Increased wakefulness induced by optogenetic stimulation of BF cholinergic neurons has a similar spectral profile to spontaneous wakefulness. a, The total amount of wakefulness increased during the stimulation period when BF cholinergic neurons were stimulated at 5, 8, or 10 Hz; but not at 2 Hz. The largest effect on wake was seen at 8 Hz 10 s. This frequency and duration were used for all further experiments (n = 5). *p < 0.05 (paired t test). Data are mean ± SEM. b, During the 2 h stimulation period on the baseline (No Stim) day and Stim day, power spectra of wakefulness periods were not significantly different, indicating that induced wakefulness was not different from spontaneous wakefulness (n = 6; 0.25 Hz bins).
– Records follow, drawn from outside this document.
//! Pluggable handler loading and the context bundle a handler is
//! invoked with: the frozen execution context plus the sandboxed
//! collaborators built for this one request (§4.5 step 3-4).

use pcore_artifacts::{ArtifactBroker, ArtifactResult, ArtifactUri, WriteOptions, WriteOutcome};
use pcore_context::ExecutionContext;
use pcore_errors::{ErrorCode, ErrorEnvelope};
use pcore_events::{Disposer, EmitOptions, EventBus, EventBusResult, HandlerFn, OnOptions};
use pcore_ids::PluginId;
use pcore_protocol::{
    ArtifactMeta, ArtifactReadEntry, ArtifactStatus, ArtifactWriteEntry, EventEnvelope, HandlerRef,
};
use pcore_runtime::{EnvAccessor, FsShim, HttpClient, Logger};
use std::collections::HashMap;
use std::future::Future;
use std::pin::Pin;
use std::sync::Arc;

/// Artifact access scoped to the plugin executing the current
/// request: binds the caller id and the granted `artifacts.read`/
/// `artifacts.write` entries, so a handler only ever sees `read`/
/// `write` taking a URI and bytes.
pub struct ArtifactClient {
    broker: Arc<ArtifactBroker>,
    self_id: PluginId,
    read_entries: Vec<ArtifactReadEntry>,
    write_entries: Vec<ArtifactWriteEntry>,
}

impl ArtifactClient {
    pub fn new(
        broker: Arc<ArtifactBroker>,
        self_id: PluginId,
        read_entries: Vec<ArtifactReadEntry>,
        write_entries: Vec<ArtifactWriteEntry>,
    ) -> Self {
        Self { broker, self_id, read_entries, write_entries }
    }

    pub async fn write(&self, uri: &ArtifactUri, data: &[u8], opts: WriteOptions) -> ArtifactResult<WriteOutcome> {
        self.broker
            .write(uri, data, self.self_id.clone(), &self.write_entries, &self.self_id, opts)
            .await
    }

    pub async fn read(&self, uri: &ArtifactUri, accept: Option<&[String]>) -> ArtifactResult<(Vec<u8>, ArtifactMeta)> {
        self.broker.read(uri, &self.read_entries, accept, &self.self_id).await
    }

    pub async fn list(
        &self,
        plugin_id: &PluginId,
        pattern: &str,
        status_filter: Option<&[ArtifactStatus]>,
        min_version: Option<&str>,
    ) -> ArtifactResult<Vec<(String, ArtifactMeta)>> {
        self.broker.list(plugin_id, pattern, status_filter, min_version).await
    }

    pub async fn wait_for(&self, uri: &ArtifactUri, timeout_ms: u64) -> ArtifactResult<ArtifactMeta> {
        self.broker.wait_for(uri, timeout_ms).await
    }
}

/// Event bus access scoped to the current request. The bus itself
/// already enforces `events.produce`/`events.consume` per call, so
/// this is just a cheaply-clonable handle.
#[derive(Clone)]
pub struct EventsClient {
    bus: EventBus,
}

impl EventsClient {
    pub fn new(bus: EventBus) -> Self {
        Self { bus }
    }

    pub fn emit(&self, topic: &str, payload: serde_json::Value, opts: EmitOptions) -> EventBusResult<Option<EventEnvelope>> {
        self.bus.emit(topic, payload, opts)
    }

    pub fn on(&self, topic: &str, handler: HandlerFn, opts: OnOptions) -> EventBusResult<Disposer> {
        self.bus.on(topic, handler, opts)
    }

    pub async fn wait_for(
        &self,
        topic: &str,
        predicate: Arc<dyn Fn(&EventEnvelope) -> bool + Send + Sync>,
        scope: pcore_protocol::EventScope,
        timeout_ms: u64,
    ) -> EventBusResult<EventEnvelope> {
        self.bus.wait_for(topic, predicate, scope, timeout_ms).await
    }
}

/// Everything a handler is invoked with besides its `input`.
pub struct HandlerContext {
    pub execution: ExecutionContext,
    pub fs: FsShim,
    pub env: EnvAccessor,
    pub http: HttpClient,
    pub logger: Logger,
    pub artifacts: ArtifactClient,
    pub events: EventsClient,
}

pub type HandlerResult = Result<serde_json::Value, ErrorEnvelope>;
pub type HandlerFuture = Pin<Box<dyn Future<Output = HandlerResult> + Send>>;

/// A loaded plugin handler: `(input, context)` in, data or a typed
/// error out (§4.5 step 4).
pub trait Handler: Send + Sync {
    fn call(&self, input: serde_json::Value, context: Arc<HandlerContext>) -> HandlerFuture;
}

impl<F, Fut> Handler for F
where
    F: Fn(serde_json::Value, Arc<HandlerContext>) -> Fut + Send + Sync,
    Fut: Future<Output = HandlerResult> + Send + 'static,
{
    fn call(&self, input: serde_json::Value, context: Arc<HandlerContext>) -> HandlerFuture {
        Box::pin(self(input, context))
    }
}

/// Loads a handler module given the plugin's root directory and a
/// `(file, export)` reference. The actual dynamic loading mechanism —
/// a dynamic library, an embedded interpreter, whatever an embedding
/// host wires in — is the opaque collaborator this crate never
/// implements; this trait is the seam an embedder supplies instead.
pub trait HandlerLoader: Send + Sync {
    fn load(&self, plugin_root: &str, handler_ref: &HandlerRef) -> Result<Arc<dyn Handler>, ErrorEnvelope>;
}

fn handler_not_found(handler_ref: &HandlerRef) -> ErrorEnvelope {
    ErrorEnvelope::builder(
        ErrorCode::HandlerNotFound,
        format!("no handler registered for {}#{}", handler_ref.file, handler_ref.export),
    )
    .fix("register the handler with the loader before dispatching, or check handlerRef for typos")
    .build()
}

/// Default loader used in tests and by embedders that resolve
/// handlers ahead of time: a static in-memory registry keyed by
/// `(file, export)`.
#[derive(Clone, Default)]
pub struct StaticHandlerRegistry {
    handlers: HashMap<(String, String), Arc<dyn Handler>>,
}

impl StaticHandlerRegistry {
    pub fn new() -> Self {
        Self { handlers: HashMap::new() }
    }

    pub fn register(mut self, file: impl Into<String>, export: impl Into<String>, handler: Arc<dyn Handler>) -> Self {
        self.handlers.insert((file.into(), export.into()), handler);
        self
    }
}

impl HandlerLoader for StaticHandlerRegistry {
    fn load(&self, _plugin_root: &str, handler_ref: &HandlerRef) -> Result<Arc<dyn Handler>, ErrorEnvelope> {
        self.handlers
            .get(&(handler_ref.file.clone(), handler_ref.export.clone()))
            .cloned()
            .ok_or_else(|| handler_not_found(handler_ref))
    }
}

#[cfg(test)]
mod tests {
    use super::*;

    #[test]
    fn static_registry_loads_registered_handler() {
        let registry = StaticHandlerRegistry::new().register(
            "index.js",
            "run",
            Arc::new(|input: serde_json::Value, _ctx: Arc<HandlerContext>| async move { Ok(input) }),
        );
        let handler_ref = HandlerRef { file: "index.js".into(), export: "run".into() };
        assert!(registry.load("/plugins/formatter", &handler_ref).is_ok());
    }

    #[test]
    fn static_registry_reports_handler_not_found() {
        let registry = StaticHandlerRegistry::new();
        let handler_ref = HandlerRef { file: "missing.js".into(), export: "run".into() };
        let err = registry.load("/plugins/formatter", &handler_ref).unwrap_err();
        assert_eq!(err.code, ErrorCode::HandlerNotFound);
    }
}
EEG power expressed as percent of total power (0.5–20 Hz) during the same experiment day for each animal. p > 0.05 (two-way repeated-measures ANOVA).

Figure 4.

Optogenetic stimulation of BF cholinergic neurons increases wakefulness, increases the probability of NREM to wake transitions, and reduces the latency to wakefulness. a, Optogenetic stimulation (8 Hz, 10 s/min, 2 h) increased wakefulness and decreased NREM sleep compared with the baseline (No stim) day. b, The cumulative probability distribution of NREM sleep to wakefulness transition latencies shows an increased probability to wake on the Stim day compared with the baseline day (513 and 402 trials starting in NREM for No Stim and Stim conditions, respectively). c, NREM sleep to wake latency decreased during the stimulation period compared with the same period on the baseline day. d, Transitions from NREM sleep to wakefulness within 10 s of the start of stimulation increases compared with the baseline day (n = 6). *p < 0.05 (paired t test/Wilcoxon signed rank test). Data are mean ± SEM.

Figure 5.

The wake-promoting effect of cholinergic stimulation is strongly attenuated by simultaneous reverse microdialysis of cholinergic receptor antagonists into the BF. Reverse microdialysis of atropine (atr, 50 μm), or a mixture of atropine (50 μm) and mecamylamine (mec, 1 mm) into the BF during optogenetic stimulation of cholinergic neurons abolishes the effect on the following: a, wakefulness; b, probability of NREM sleep to wakefulness transitions; c, NREM sleep to wakefulness latency; and d, transitions from NREM sleep to wakefulness within 10 s of the start of stimulation (Stim+ atr, n = 6; Stim day + atr and mec, n = 4). *p < 0.05 (one-way repeated-measures ANOVA post hoc Holm–Sidak). Data are mean ± SEM.